Мама взглянула на низенький столик, заваленный сапожными инструментами, колодками и старой обувью, немного смутилась:
— Мне нужен художник Гурамишвили.
— А я Гурамишвили-сапожник, — улыбнулся толстяк. — Познакомьтесь, пожалуйста, жена моя — Маро, дочка — Стэлла.
Жена сапожника вытерла полотенцем и протянула матери руку. У нее было широкое лицо с большими глазами, серыми, как у дочки.
— Значит, мы не туда попали? — растерянно спросила мама.
— Зачем «не туда»? — возразил толстяк. — Гурамишвили ищете? Гурамишвили — я.
— Но ведь вы не художник, — улыбнулась мама.

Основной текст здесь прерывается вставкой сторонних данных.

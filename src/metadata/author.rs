use lazy_static::lazy_static;
use regex::Regex;
use serde::{Deserialize, Serialize};

lazy_static! {
    /// ORCID iD: four blocks of four digits separated by dashes, the final
    /// character may be the checksum `X`
    pub static ref ORCID_PATTERN: Regex = Regex::new(r"(?:\d{4}-){3}\d{3}[\dX]").unwrap();
}

pub const ORCID_URI: &str = "https://orcid.org/";
pub const ORCID_SCHEME: &str = "ORCID";

/// An external identifier that passed validation, e.g. an ORCID iD
#[derive(Debug, Clone, PartialEq, Eq, Serialize, Deserialize)]
pub struct NamedIdentifier {
    pub uri: String,
    pub scheme: String,
    pub id: String,
}

/// A creator entry of a registration record.
///
/// `affiliation` and `id` are optional; an empty string means absent.
#[derive(Debug, Clone, Default, PartialEq, Eq, Serialize, Deserialize)]
#[serde(default)]
pub struct Author {
    #[serde(alias = "firstname")]
    pub first_name: String,
    #[serde(alias = "lastname")]
    pub last_name: String,
    pub affiliation: String,
    pub id: String,
}

impl Author {
    pub fn new(last_name: impl Into<String>, first_name: impl Into<String>) -> Self {
        Self {
            last_name: last_name.into(),
            first_name: first_name.into(),
            ..Self::default()
        }
    }

    pub fn with_affiliation(mut self, affiliation: impl Into<String>) -> Self {
        self.affiliation = affiliation.into();
        self
    }

    pub fn with_id(mut self, id: impl Into<String>) -> Self {
        self.id = id.into();
        self
    }

    /// Render as "Last, First; Affiliation; ID", skipping absent fields
    pub fn render_author(&self) -> String {
        let mut rendered = format!("{}, {}", self.last_name, self.first_name);
        for part in [&self.affiliation, &self.id] {
            if !part.is_empty() {
                rendered.push_str("; ");
                rendered.push_str(part);
            }
        }
        rendered
    }

    /// Short form used in citations: "Last F" or just "Last"
    pub fn short_name(&self) -> String {
        match self.first_name.chars().next() {
            Some(initial) => format!("{} {}", self.last_name, initial),
            None => self.last_name.clone(),
        }
    }

    /// Extract a usable ORCID from the free-form `id` field.
    ///
    /// Only ids labelled "orcid" (any case) are considered, e.g.
    /// "ORCID:0000-0002-1825-0097".
    pub fn valid_id(&self) -> Option<NamedIdentifier> {
        if !self.id.to_lowercase().starts_with("orcid") {
            return None;
        }
        ORCID_PATTERN.find(&self.id).map(|m| NamedIdentifier {
            uri: ORCID_URI.to_string(),
            scheme: ORCID_SCHEME.to_string(),
            id: m.as_str().to_string(),
        })
    }
}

— Нет, зачем я художник! Я — художник в своем ремесле, — усмехнулся в усы толстяк. — Шалву Христофоровича вся Грузия знает. Но ночью к нему не попадешь, дорогая. Он живет за Курой, под горой Давида. Для хождения ночью нужны пропуска…
— Что же нам делать?
— Как «что»? Раздеваться, — решил за маму сапожник. — Отдыхать, кушать. Для ленинградцев в Тбилиси все двери открыты. Завтра утром я вас отведу за Куру.
— Но, право, это же неудобно, — возразила мать.
— Неудобно, удобно! А идти ночью по темным улицам удобно?.. Маро, Стэлла, помогите раздеться!
— Вот и отлично! — обрадовался Кавсадзе и даже крякнул от удовольствия, что все так устроилось.
Мама принялась благодарить портного. Он рассердился:
— За что благодаришь? Подарил тебе что-нибудь, а? Не подарил. До свиданья! Желаю отдохнуть хорошенько.
Он ушел, потрепав по щеке девочку и сказав ей по-грузински что-то веселое — она звонко рассмеялась.